Der Primer ist ein kurzes DNA- oder RNA-Fragment, das als Initiator für die DNA-Synthese dient. Das DNA-Polymeraseenzym fügt der 3'-OH-Gruppe der Primersequenz Nukleotide hinzu und synthetisiert den neuen Strang, der zur Matrizen-DNA komplementär ist. Primer sind sehr kurze Fragmente mit einer Länge von 18 bis 20 Nukleotiden. Sie werden im Labor zur In-vitro-DNA-Amplifikation (PCR) chemisch synthetisiert. Primer können eine beliebige Sequenz von Nukleotiden aufweisen, da sie vom Benutzer entworfen wurden. Sie werden synthetisiert, um mit den komplementären Basen der Matrizen-DNA übereinzustimmen. Daher kann es eine beliebige Sequenz von Nukleotiden aufweisen. Primer sind für die DNA-Replikation von größter Bedeutung, da die DNA-Polymerase ohne ein bereits vorhandenes DNA-Stück keine neue DNA synthetisieren kann. Bei der Entwicklung der Primer für die PCR müssen folgende Aspekte berücksichtigt werden:

• Primer sollten die komplementären Nukleotide zum flankierenden Ende der DNA enthalten, die amplifizieren soll.
• Primer sollten eine Schmelztemperatur zwischen 55 - 65 ⁰ C haben
• Der G- und C-Gehalt sollte zwischen 50 und 60% liegen.

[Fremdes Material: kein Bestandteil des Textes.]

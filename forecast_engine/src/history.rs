use chrono::{Months, NaiveDate};
use market_data_ingestor::models::bar_series::BarSeries;
use serde::{Deserialize, Serialize};

/// One bar of the charting window.
#[derive(Debug, Clone, PartialEq, Serialize, Deserialize)]
pub struct HistoryPoint {
    pub date: NaiveDate,
    pub open: f64,
    pub high: f64,
    pub low: f64,
    pub close: f64,
    pub volume: u64,
}

/// Bars dated on or after `months` calendar months before the last bar.
///
/// Anchored on the series itself rather than today's date, so the same input
/// always yields the same window.
pub fn recent_history(series: &BarSeries, months: u32) -> Vec<HistoryPoint> {
    let Some(last) = series.last() else {
        return Vec::new();
    };
    let cutoff = last.date.checked_sub_months(Months::new(months));

    series
        .bars
        .iter()
        .filter(|bar| cutoff.is_none_or(|c| bar.date >= c))
        .map(|bar| HistoryPoint {
            date: bar.date,
            open: bar.open,
            high: bar.high,
            low: bar.low,
            close: bar.close,
            volume: bar.volume,
        })
        .collect()
}

#[cfg(test)]
mod tests {
    use chrono::Days;
    use market_data_ingestor::models::bar::Bar;

    use super::*;

    fn daily(start: NaiveDate, n: u64) -> BarSeries {
        let bars = (0..n)
            .map(|i| Bar::flat(start + Days::new(i), 50.0 + i as f64, 10))
            .collect();
        BarSeries::new("TEST", bars)
    }

    #[test]
    fn keeps_last_six_months_inclusive() {
        let start = NaiveDate::from_ymd_opt(2024, 1, 1).unwrap();
        // through 2024-12-31
        let series = daily(start, 366);
        let history = recent_history(&series, 6);

        assert_eq!(
            history.first().unwrap().date,
            NaiveDate::from_ymd_opt(2024, 6, 30).unwrap()
        );
        assert_eq!(
            history.last().unwrap().date,
            NaiveDate::from_ymd_opt(2024, 12, 31).unwrap()
        );
        assert_eq!(history.last().unwrap().close, series.latest_close().unwrap());
    }

    #[test]
    fn short_series_is_returned_whole() {
        let series = daily(NaiveDate::from_ymd_opt(2024, 3, 1).unwrap(), 20);
        assert_eq!(recent_history(&series, 6).len(), 20);
    }

    #[test]
    fn empty_series_has_no_history() {
        assert!(recent_history(&BarSeries::new("TEST", vec![]), 6).is_empty());
    }
}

Bei der PCR werden zwei Primer vorwärts und rückwärts verwendet, um beide Stränge der Proben-DNA zu replizieren. Primer werden üblicherweise zur Durchführung von PCR und DNA-Sequenzierung verwendet.

Abbildung 02: Primer-Annealing in der PCR

Was ist der Unterschied zwischen Sonde und Primer?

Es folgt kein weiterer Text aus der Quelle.